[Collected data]
╔══

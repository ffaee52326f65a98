//! Compile one post and print its HTML

use anyhow::Result;

use crate::content::{Components, Document, Element, MdxContent};
use crate::helpers::format_display_date;
use crate::Folio;

/// Print the compiled post. Returns `false` when no post has that slug.
pub fn run(folio: &Folio, slug: &str, strict: bool) -> Result<bool> {
    match render(folio, slug, strict)? {
        Some(out) => {
            print!("{}", out);
            Ok(true)
        }
        None => {
            eprintln!("Post not found: {}", slug);
            Ok(false)
        }
    }
}

/// Compiled page for `slug`, or `None` when it does not exist
pub fn render(folio: &Folio, slug: &str, strict: bool) -> Result<Option<String>> {
    let loader = folio.loader();
    let doc = if strict {
        loader.load_one_strict(slug)?
    } else {
        loader.load_one(slug)?
    };
    let Some(doc) = doc else {
        return Ok(None);
    };

    let content = folio.renderer().compile(&doc.body)?;
    let html = content.render(&preview_components(&content))?;

    let posts = loader.load_all()?;
    Ok(Some(page(folio, &doc, &posts, &html)))
}

/// Every component the document uses, stood in by a `div` with the
/// component's name as its class
fn preview_components(content: &MdxContent) -> Components {
    let mut components = Components::new();
    for name in content.component_names() {
        components.insert(name, Element::new("div").class(&name.to_lowercase()));
    }
    components
}

fn page(folio: &Folio, doc: &Document, posts: &[Document], html: &str) -> String {
    let mut out = format!(
        "# {}\n{}\n",
        doc.meta.title,
        format_display_date(&doc.meta.date, &folio.config.date_format)
    );
    if !doc.meta.tags.is_empty() {
        out.push_str(&format!("tags: {}\n", doc.meta.tags.join(", ")));
    }
    if let Some(description) = &doc.meta.description {
        out.push_str(&format!("{}\n", description));
    }
    out.push('\n');
    out.push_str(html);
    if !html.ends_with('\n') {
        out.push('\n');
    }

    if let Some(prev) = doc.prev(posts) {
        out.push_str(&format!("\n<- newer: {} [{}]", prev.meta.title, prev.slug));
    }
    if let Some(next) = doc.next(posts) {
        out.push_str(&format!("\n-> older: {} [{}]", next.meta.title, next.slug));
    }
    if !out.ends_with('\n') {
        out.push('\n');
    }
    out
}
//! Site configuration (_config.yml)

use anyhow::{Context, Result};
use serde::{Deserialize, Serialize};
use std::collections::HashMap;
use std::fs;
use std::path::Path;

/// Main site configuration
#[derive(Debug, Clone, Serialize, Deserialize)]
#[serde(default)]
pub struct SiteConfig {
    // Site
    pub title: String,
    pub author: String,
    pub url: String,

    // Content
    /// Directory holding post sources, relative to the base directory
    pub content_dir: String,
    /// Source file extension, without the dot
    pub extension: String,
    /// Tags offered for filtering even when no post uses them yet
    pub allowed_tags: Vec<String>,

    // Date format (Moment.js style)
    pub date_format: String,

    #[serde(default)]
    pub highlight: HighlightConfig,

    // Store any additional fields
    #[serde(flatten)]
    pub extra: HashMap<String, serde_yaml::Value>,
}

impl Default for SiteConfig {
    fn default() -> Self {
        Self {
            title: "Portfolio".to_string(),
            author: String::new(),
            url: "http://localhost:3000".to_string(),

            content_dir: "content/blog".to_string(),
            extension: "mdx".to_string(),
            allowed_tags: Vec::new(),

            date_format: "MMM DD, YYYY".to_string(),

            highlight: HighlightConfig::default(),
            extra: HashMap::new(),
        }
    }
}

impl SiteConfig {
    /// Load configuration from a file
    pub fn load<P: AsRef<Path>>(path: P) -> Result<Self> {
        let path = path.as_ref();
        let content =
            fs::read_to_string(path).with_context(|| format!("Failed to read {:?}", path))?;
        let config: SiteConfig = serde_yaml::from_str(&content)
            .with_context(|| format!("Failed to parse {:?}", path))?;
        Ok(config)
    }

    /// Load `_config.yml` from `base_dir`, or defaults when there is none
    pub fn load_or_default<P: AsRef<Path>>(base_dir: P) -> Result<Self> {
        let path = base_dir.as_ref().join("_config.yml");
        if path.exists() {
            tracing::debug!("Loading config from {:?}", path);
            Self::load(path)
        } else {
            tracing::debug!("No config at {:?}, using defaults", path);
            Ok(Self::default())
        }
    }
}

/// Code block highlighting configuration
#[derive(Debug, Clone, Serialize, Deserialize)]
#[serde(default)]
pub struct HighlightConfig {
    /// syntect theme name
    pub theme: String,
    pub line_number: bool,
}

impl Default for HighlightConfig {
    fn default() -> Self {
        Self {
            theme: "InspiredGitHub".to_string(),
            line_number: false,
        }
    }
}

#[cfg(test)]
mod tests {
    use super::*;
    use tempfile::TempDir;

    #[test]
    fn test_default_config() {
        let config = SiteConfig::default();
        assert_eq!(config.content_dir, "content/blog");
        assert_eq!(config.extension, "mdx");
        assert_eq!(config.date_format, "MMM DD, YYYY");
        assert!(config.allowed_tags.is_empty());
    }

    #[test]
    fn test_parse_config() {
        let yaml = r#"
title: My Portfolio
author: Test User
allowed_tags: [AI, Career]
highlight:
  line_number: true
analytics: plausible
"#;
        let config: SiteConfig = serde_yaml::from_str(yaml).unwrap();
        assert_eq!(config.title, "My Portfolio");
        assert_eq!(config.author, "Test User");
        assert_eq!(config.allowed_tags, vec!["AI", "Career"]);
        assert!(config.highlight.line_number);
        assert_eq!(config.highlight.theme, "InspiredGitHub");
        assert_eq!(config.extension, "mdx");
        assert!(config.extra.contains_key("analytics"));
    }

    #[test]
    fn test_load_or_default() {
        let dir = TempDir::new().unwrap();
        let config = SiteConfig::load_or_default(dir.path()).unwrap();
        assert_eq!(config.title, "Portfolio");

        fs::write(dir.path().join("_config.yml"), "content_dir: posts\n").unwrap();
        let config = SiteConfig::load_or_default(dir.path()).unwrap();
        assert_eq!(config.content_dir, "posts");

        fs::write(dir.path().join("_config.yml"), "title: [unclosed\n").unwrap();
        assert!(SiteConfig::load_or_default(dir.path()).is_err());
    }
}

╚══

• **To do**
Show every line in the entries where the string "loader" occurs.

• **Task solution**
    let loader = folio.loader();
        loader.load_one_strict(slug)?
        loader.load_one(slug)?
    let posts = loader.load_all()?;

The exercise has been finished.